According to Queen’s University Belfast’s microbiologist Dr Chris Allen and his team – headed by Professor Bill Mahaney, a geomorphologist who hails from York University, Toronto; the geographical juncture through which the multinational forces of Hannibal crossed the Alps equates to the Col de Traversette pass. Interestingly, a similar hypothesis was made by biologist and polymath Sir Gavin de Beer (who was also the director of the British Museum in natural history department), but the conjecture was shot down in the academic realm more than 50 years ago. But this time around, the researchers made use of various scientific applications to back up their claim and the clues were literally found from heaps of dirt. According to Queen’s University Belfast website –
Using a combination of microbial metagenome analysis, environmental chemistry, geomorphic and pedological investigation, pollen analyses and various other geophysical techniques, the researchers have shown that a ‘mass animal deposition’ event occurred near the Col de Traversette – that can be directly dated to approximately 2168 cal yr BP, i.e. 218 BC.To that end, the Col de Traversette pass is around 2,600 m (around 8,530 ft) above the sea-level, and such boasted of rich soil that could potentially support the flora needed by the grazing requirements of the animals like horses and pack mules. So from the strategic perspective it does makes sense that Hannibal and his presumably huge baggage train might have halted temporarily and then passed through the zone. In that regard, the logistical numbers game suggests that before crossing the Alps, the Carthaginian general had around 38,000 infantrymen; 8,000 cavalry forces; and 38 elephants.

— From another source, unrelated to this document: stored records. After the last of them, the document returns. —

use actix_web::{dev::Payload, http::header, web, FromRequest, HttpRequest};
use futures::future::{ready, Ready};
use uuid::Uuid;

use crate::error::AppError;
use crate::services::dashboard::Session;
use crate::services::parent_gate::ParentGate;

pub const PARENT_PIN_HEADER: &str = "X-Parent-Pin";

/// `Authorization: Bearer <parent uuid>`. Handlers that tolerate a missing
/// session take `Option<Session>`.
impl FromRequest for Session {
    type Error = AppError;
    type Future = Ready<Result<Self, Self::Error>>;

    fn from_request(req: &HttpRequest, _: &mut Payload) -> Self::Future {
        let parent_id = req
            .headers()
            .get(header::AUTHORIZATION)
            .and_then(|v| v.to_str().ok())
            .and_then(|v| v.strip_prefix("Bearer "))
            .and_then(|token| Uuid::parse_str(token.trim()).ok());

        ready(
            parent_id
                .map(|parent_id| Session { parent_id })
                .ok_or_else(|| AppError::Unauthenticated {
                    title: "Authentication Required",
                    message: "Please sign in to continue.".into(),
                }),
        )
    }
}

/// Proof that the request carried the parent-mode PIN.
#[derive(Debug)]
pub struct ParentUnlocked;

impl FromRequest for ParentUnlocked {
    type Error = AppError;
    type Future = Ready<Result<Self, Self::Error>>;

    fn from_request(req: &HttpRequest, _: &mut Payload) -> Self::Future {
        let Some(gate) = req.app_data::<web::Data<ParentGate>>() else {
            log::error!("Parent gate is not configured");
            return ready(Err(AppError::Forbidden {
                title: "Parent Mode",
                message: "Parent mode is unavailable.".into(),
            }));
        };
        let pin = req
            .headers()
            .get(PARENT_PIN_HEADER)
            .and_then(|v| v.to_str().ok())
            .unwrap_or_default();

        ready(gate.verify(pin).map(|_| ParentUnlocked))
    }
}
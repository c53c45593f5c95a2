pub mod dashboard;
pub mod feed;
pub mod likes;
pub mod parent_gate;
pub mod playlist_state;
pub mod youtube;

use serde::{Deserialize, Serialize};

/// A user-visible alert: a short title and a message body.
#[derive(Debug, Clone, PartialEq, Eq, Serialize, Deserialize)]
pub struct Notice {
    pub title: String,
    pub message: String,
}

impl Notice {
    pub fn new(title: impl Into<String>, message: impl Into<String>) -> Self {
        Self {
            title: title.into(),
            message: message.into(),
        }
    }
}
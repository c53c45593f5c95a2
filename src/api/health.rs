use actix_web::{web, HttpResponse};

use crate::services::feed::FeedRegistry;

pub fn configure(cfg: &mut web::ServiceConfig) {
    cfg.service(web::resource("/health").route(web::get().to(health_check)));
}

async fn health_check(feeds: web::Data<FeedRegistry>) -> HttpResponse {
    HttpResponse::Ok().json(serde_json::json!({
        "status": "ok",
        "open_feeds": feeds.len(),
        "timestamp": chrono::Utc::now().to_rfc3339()
    }))
}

Now as the researchers excavated the dirt in the area, they analysed how the surface soil with its peaty nature fused with plant fibers, gradually gave way to a more compact variety of soil that was mixed with a fine-grained variety. This suggests that the deeper layers of soil (at 40 cm depth) were agitated by some above ground-based pressure of a substantial scale, like the passing of throngs of animals through the zone. Consequently, the experts radiocarbon-dated these soil specimens, and to their surprise the ‘dirt’ was dated from 218 BC – the very year in which Hannibal and his army crossed the Alps.
On further laboratory assessment, the microbiologists came to the conclusion that these disturbed layers were also filled with the organic matter of horse dung remains. This crucial discovery was aided by the identification of specific DNA matter found in a type of bacteria called clostridia, usually common inside guts of horses. Moreover, the researchers have also potentially detected a particular horse tapeworm egg inside the studied samples. This can pave the way for more organic-based discoveries, including that of elephant horse tapeworm eggs.
Lastly, it should be noted that beyond the scope of microbiology, there is the entire ambit of archaeology to consider. In that regard, the study can be undoubtedly claimed as a success if the researchers come across actual physical specimens of human activity and warfare in this Alps pass – like remnants of weapons, equipment and artifacts. Until then we can only hope that this team is (literally) on the right path that could unravel the mysteries behind one of the greatest military feats of all time in humanity’s history.